Take away from Drake v. Pinkham, assuming that the case is not further appealed to the California Supreme Court.

  1. As always, before you file any pleading, claim, allegation or paper with any court relating to a trust, will or other document with a no contest clause or to which a no contest clause applies, you must evaluate and make sure that the filing will not trigger the no contest clause.  If such a clause is triggered, the result might be that you are disinherited.  These are complicated issues – you need to consult with an attorney on these issues.
  2. A simple allegation that the trustor is incompetent might allow or provide the trust beneficiary or potential beneficiary with legal standing and certain beneficiary rights in an otherwise revocable trust under Cal. Probate Code sections 17200, 15800, the terms of the trust, accounting and information provisions, and other statutes.  Of course, the proof of those claims must still be established by the evidence.
  3. Allegations and claims, statements, and knowledge of facts by a beneficiary or potential beneficiary, or facts that a beneficiary or potential beneficiary should know, could trigger a requirement that the beneficiary or potential beneficiary bring suit and not delay bringing suit to enforce his or her rights and entitlements, or be barred from doing so later pursuant to the defense of laches such as if the testator dies or the testator’s mental competency declines as time passes.
  4. The defense of laches, i.e., delay, and case law relating to laches now take on renewed potential importance in trust, will, conservatorship and power of attorney litigation.  For example, if a beneficiary or potential beneficiary knows of a trust or will, or a trust amendment or will codicil, that is contrary to the beneficiary’s rights or interests, and the beneficiary simply believes that the trustor or testator might have had capacity issues or might have been unduly influenced, or that testamentary document seems contrary to what the trustor or testator would have naturally done or wanted or understood about his or her assets or estate, might that beneficiary or potential beneficiary be required to file a legal action on those possible claims without delay, or be barred by laches from doing so at a later time?  I have seen trust, will, conservatorship and power of attorney situations where people have delayed taking action – under the holding in Drake v. Pinkham they now need to consider the possible effect of delay and possible laches defenses against them if they do delay in bringing a legal action.

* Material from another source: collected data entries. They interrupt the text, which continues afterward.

//! PKCS#12 certificate loading.
//!
//! A [`CertificateStore`] opens password-protected PKCS#12 containers and
//! yields a [`Certificate`]: the private key, the signer certificate, the
//! issuer chain and the metadata shown on stamps and on the protocol page.
//!
//! Key material never leaves this module in serialized form. The password is
//! copied into a zeroizing buffer for the duration of the parse only.

use crate::config::ExpiryPolicy;
use crate::error::{Error, Result};
use chrono::{DateTime, Utc};
use openssl::pkcs12::Pkcs12;
use openssl::pkey::{Id, PKey, Private};
use openssl::provider::Provider;
use openssl::x509::{X509Ref, X509VerifyResult, X509};
use std::fmt;
use x509_parser::prelude::*;
use zeroize::Zeroizing;

/// Format used for validity dates in human-readable output.
pub const VALIDITY_FORMAT: &str = "%d.%m.%Y %H:%M";

/// Public key algorithm of the signing key.
#[derive(Debug, Clone, Copy, PartialEq, Eq)]
pub enum KeyType {
    /// RSA key
    Rsa,
    /// Elliptic curve key
    Ec,
    /// Any other algorithm OpenSSL can sign with
    Other,
}

impl fmt::Display for KeyType {
    fn fmt(&self, f: &mut fmt::Formatter<'_>) -> fmt::Result {
        match self {
            KeyType::Rsa => write!(f, "RSA"),
            KeyType::Ec => write!(f, "EC"),
            KeyType::Other => write!(f, "other"),
        }
    }
}

/// Human-facing facts about a signing certificate.
#[derive(Debug, Clone, PartialEq)]
pub struct CertificateMetadata {
    /// Subject common name
    pub subject_cn: Option<String>,
    /// Subject organization
    pub subject_org: Option<String>,
    /// Subject country code
    pub subject_country: Option<String>,
    /// Issuer common name
    pub issuer_cn: Option<String>,
    /// Issuer organization
    pub issuer_org: Option<String>,
    /// Start of the validity window
    pub not_before: DateTime<Utc>,
    /// End of the validity window
    pub not_after: DateTime<Utc>,
    /// Serial number in uppercase hex without leading zeros
    pub serial_hex: String,
    /// Algorithm of the signing key
    pub key_type: KeyType,
}

impl CertificateMetadata {
    /// Parse metadata from a DER-encoded certificate.
    pub fn from_der(der: &[u8], key_type: KeyType) -> Result<Self> {
        let (_, cert) = parse_x509_certificate(der)
            .map_err(|e| Error::InvalidCertificate(format!("cannot parse X.509: {}", e)))?;

        let validity = cert.validity();
        let not_before = asn1_to_utc(&validity.not_before)?;
        let not_after = asn1_to_utc(&validity.not_after)?;

        Ok(Self {
            subject_cn: first_attr(cert.subject().iter_common_name()),
            subject_org: first_attr(cert.subject().iter_organization()),
            subject_country: first_attr(cert.subject().iter_country()),
            issuer_cn: first_attr(cert.issuer().iter_common_name()),
            issuer_org: first_attr(cert.issuer().iter_organization()),
            not_before,
            not_after,
            serial_hex: serial_to_hex(cert.raw_serial()),
            key_type,
        })
    }

    /// Whether `now` lies inside the validity window.
    pub fn is_valid_at(&self, now: DateTime<Utc>) -> bool {
        self.not_before <= now && now <= self.not_after
    }

    /// Validity start as `dd.mm.YYYY HH:MM`.
    pub fn valid_from_display(&self) -> String {
        self.not_before.format(VALIDITY_FORMAT).to_string()
    }

    /// Validity end as `dd.mm.YYYY HH:MM`.
    pub fn valid_until_display(&self) -> String {
        self.not_after.format(VALIDITY_FORMAT).to_string()
    }
}

fn first_attr<'a, 'b>(
    mut attrs: impl Iterator<Item = &'b AttributeTypeAndValue<'a>>,
) -> Option<String>
where
    'a: 'b,
{
    attrs
        .find_map(|attr| attr.as_str().ok())
        .map(|s| s.trim().to_string())
        .filter(|s| !s.is_empty())
}

fn asn1_to_utc(time: &ASN1Time) -> Result<DateTime<Utc>> {
    DateTime::<Utc>::from_timestamp(time.timestamp(), 0)
        .ok_or_else(|| Error::InvalidCertificate("validity date out of range".to_string()))
}

fn serial_to_hex(raw: &[u8]) -> String {
    let hex: String = raw.iter().map(|b| format!("{:02X}", b)).collect();
    let trimmed = hex.trim_start_matches('0');
    if trimmed.is_empty() {
        "0".to_string()
    } else {
        trimmed.to_string()
    }
}

/// A decrypted signing identity.
pub struct Certificate {
    key: PKey<Private>,
    signer: X509,
    chain: Vec<X509>,
    metadata: CertificateMetadata,
}

impl Certificate {
    /// Assemble a certificate from its parts.
    ///
    /// Fails when the key does not belong to the certificate.
    pub fn from_parts(key: PKey<Private>, signer: X509, extra: Vec<X509>) -> Result<Self> {
        let public = signer
            .public_key()
            .map_err(|e| Error::InvalidCertificate(format!("unreadable public key: {}", e)))?;
        if !key.public_eq(&public) {
            return Err(Error::InvalidCertificate(
                "private key does not match certificate".to_string(),
            ));
        }

        let key_type = match key.id() {
            Id::RSA => KeyType::Rsa,
            Id::EC => KeyType::Ec,
            _ => KeyType::Other,
        };
        let der = signer
            .to_der()
            .map_err(|e| Error::InvalidCertificate(e.to_string()))?;
        let metadata = CertificateMetadata::from_der(&der, key_type)?;
        let chain = order_chain(&signer, extra);

        Ok(Self {
            key,
            signer,
            chain,
            metadata,
        })
    }

    /// Parsed metadata.
    pub fn metadata(&self) -> &CertificateMetadata {
        &self.metadata
    }

    /// Algorithm of the signing key.
    pub fn key_type(&self) -> KeyType {
        self.metadata.key_type
    }

    /// The signer certificate.
    pub fn signer(&self) -> &X509Ref {
        &self.signer
    }

    /// DER encoding of the signer certificate.
    pub fn signer_der(&self) -> Result<Vec<u8>> {
        self.signer
            .to_der()
            .map_err(|e| Error::InvalidCertificate(e.to_string()))
    }

    /// Issuer chain, closest issuer first.
    pub fn chain(&self) -> &[X509] {
        &self.chain
    }

    pub(crate) fn private_key(&self) -> &PKey<Private> {
        &self.key
    }

    /// Name to print on stamps.
    ///
    /// Uses the subject common name, then `fallback`. Fails with
    /// [`Error::EmptySignerName`] when neither is usable.
    pub fn display_name(&self, fallback: Option<&str>) -> Result<String> {
        self.metadata
            .subject_cn
            .as_deref()
            .or(fallback)
            .map(str::trim)
            .filter(|name| !name.is_empty())
            .map(str::to_string)
            .ok_or(Error::EmptySignerName)
    }
}

impl fmt::Debug for Certificate {
    fn fmt(&self, f: &mut fmt::Formatter<'_>) -> fmt::Result {
        f.debug_struct("Certificate")
            .field("key", &"[REDACTED]")
            .field("metadata", &self.metadata)
            .field("chain_len", &self.chain.len())
            .finish()
    }
}

/// Walk issuer links from the signer upwards; anything unlinked goes last.
fn order_chain(signer: &X509Ref, mut pool: Vec<X509>) -> Vec<X509> {
    let signer_der = signer.to_der().ok();
    pool.retain(|c| c.to_der().ok() != signer_der);

    let mut ordered: Vec<X509> = Vec::with_capacity(pool.len());
    let mut current = signer.to_owned();
    loop {
        // self-issued certificates end the walk
        if current.issued(&current) == X509VerifyResult::OK {
            break;
        }
        let Some(pos) = pool
            .iter()
            .position(|candidate| candidate.issued(&current) == X509VerifyResult::OK)
        else {
            break;
        };
        let issuer = pool.remove(pos);
        current = issuer.clone();
        ordered.push(issuer);
    }
    ordered.extend(pool);
    ordered
}

/// Opens PKCS#12 containers.
#[derive(Debug, Clone, Copy, Default)]
pub struct CertificateStore {
    expiry_policy: ExpiryPolicy,
}

impl CertificateStore {
    /// Create a store with the given validity policy.
    pub fn new(expiry_policy: ExpiryPolicy) -> Self {
        Self { expiry_policy }
    }

    /// Load and decrypt a PKCS#12 container, checking validity against now.
    pub fn load(&self, bytes: &[u8], password: &str) -> Result<Certificate> {
        self.load_at(bytes, password, Utc::now())
    }

    /// Load and decrypt a PKCS#12 container, checking validity against `now`.
    pub fn load_at(&self, bytes: &[u8], password: &str, now: DateTime<Utc>) -> Result<Certificate> {
        if bytes.is_empty() {
            return Err(Error::InvalidCertificate("empty container".to_string()));
        }
        let container = Pkcs12::from_der(bytes)
            .map_err(|e| Error::InvalidCertificate(format!("not a PKCS#12 container: {}", e)))?;

        // OpenSSL cannot pass an interior NUL through to the KDF
        if password.contains('\0') {
            return Err(Error::WrongPassword);
        }
        let secret = Zeroizing::new(password.to_string());

        // RC2 and 3DES containers from older exporters need the legacy provider
        let _legacy = Provider::try_load(None, "legacy", true).ok();
        let parsed = container.parse2(&secret).map_err(|e| {
            log::debug!("PKCS#12 decryption failed: {}", e);
            Error::WrongPassword
        })?;
        drop(secret);

        let key = parsed
            .pkey
            .ok_or_else(|| Error::InvalidCertificate("container has no private key".to_string()))?;
        let signer = parsed
            .cert
            .ok_or_else(|| Error::InvalidCertificate("container has no certificate".to_string()))?;
        let extra: Vec<X509> = parsed
            .ca
            .map(|stack| stack.into_iter().collect())
            .unwrap_or_default();

        let certificate = Certificate::from_parts(key, signer, extra)?;
        let meta = certificate.metadata();
        if !meta.is_valid_at(now) {
            match self.expiry_policy {
                ExpiryPolicy::Reject => {
                    return Err(Error::ExpiredCertificate {
                        not_before: meta.valid_from_display(),
                        not_after: meta.valid_until_display(),
                    });
                },
                ExpiryPolicy::Ignore => {
                    log::warn!(
                        "Certificate is outside its validity window ({} - {})",
                        meta.valid_from_display(),
                        meta.valid_until_display()
                    );
                },
            }
        }

        log::info!(
            "Loaded {} certificate (serial {}, {} chain certificates)",
            meta.key_type,
            meta.serial_hex,
            certificate.chain().len()
        );
        Ok(certificate)
    }

    /// Load a container and resolve the signer name for one signing run.
    pub fn open_session(
        &self,
        bytes: &[u8],
        password: &str,
        fallback_name: Option<&str>,
    ) -> Result<SigningSession> {
        let certificate = self.load(bytes, password)?;
        SigningSession::new(certificate, fallback_name)
    }
}

/// The certificate and signer name owned by one signing run.
///
/// Dropping or closing the session releases the key.
#[derive(Debug)]
pub struct SigningSession {
    certificate: Certificate,
    signer_name: String,
}

impl SigningSession {
    /// Wrap an already loaded certificate.
    pub fn new(certificate: Certificate, fallback_name: Option<&str>) -> Result<Self> {
        let signer_name = certificate.display_name(fallback_name)?;
        log::debug!("Opened signing session");
        Ok(Self {
            certificate,
            signer_name,
        })
    }

    /// The loaded certificate.
    pub fn certificate(&self) -> &Certificate {
        &self.certificate
    }

    /// Name printed on stamps.
    pub fn signer_name(&self) -> &str {
        &self.signer_name
    }

    /// End the session and release the key.
    pub fn close(self) {
        drop(self);
    }
}

impl Drop for SigningSession {
    fn drop(&mut self) {
        log::debug!("Closed signing session");
    }
}

#[cfg(test)]
mod tests {
    use super::*;

    #[test]
    fn test_serial_to_hex_strips_leading_zeros() {
        assert_eq!(serial_to_hex(&[0x00, 0x0A, 0xBC]), "ABC");
        assert_eq!(serial_to_hex(&[0x01]), "1");
        assert_eq!(serial_to_hex(&[0x00]), "0");
        assert_eq!(serial_to_hex(&[]), "0");
    }

    #[test]
    fn test_garbage_is_invalid_certificate() {
        let store = CertificateStore::default();
        let err = store.load(b"definitely not der", "pw").unwrap_err();
        assert!(matches!(err, Error::InvalidCertificate(_)));

        let err = store.load(&[], "pw").unwrap_err();
        assert!(matches!(err, Error::InvalidCertificate(_)));
    }

    #[test]
    fn test_key_type_display() {
        assert_eq!(KeyType::Rsa.to_string(), "RSA");
        assert_eq!(KeyType::Ec.to_string(), "EC");
    }

    #[test]
    fn test_session_is_send() {
        fn assert_send<T: Send>() {}
        assert_send::<SigningSession>();
        assert_send::<Certificate>();
    }
}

Best to you, David Tate, Esq.

Disclaimer and Warning.  This blog post and the contents and information contained in the post are not legal advice, do not create or cause an attorney client relationship with your or anyone else, and do not relate or pertain to any person, entity or factual situation, and I do not know the facts of your situation.  The contents of this blog post are only a summary of information which could change over time.  I have not advised you about your situation, and you definitely should consult with an attorney for your particular situation.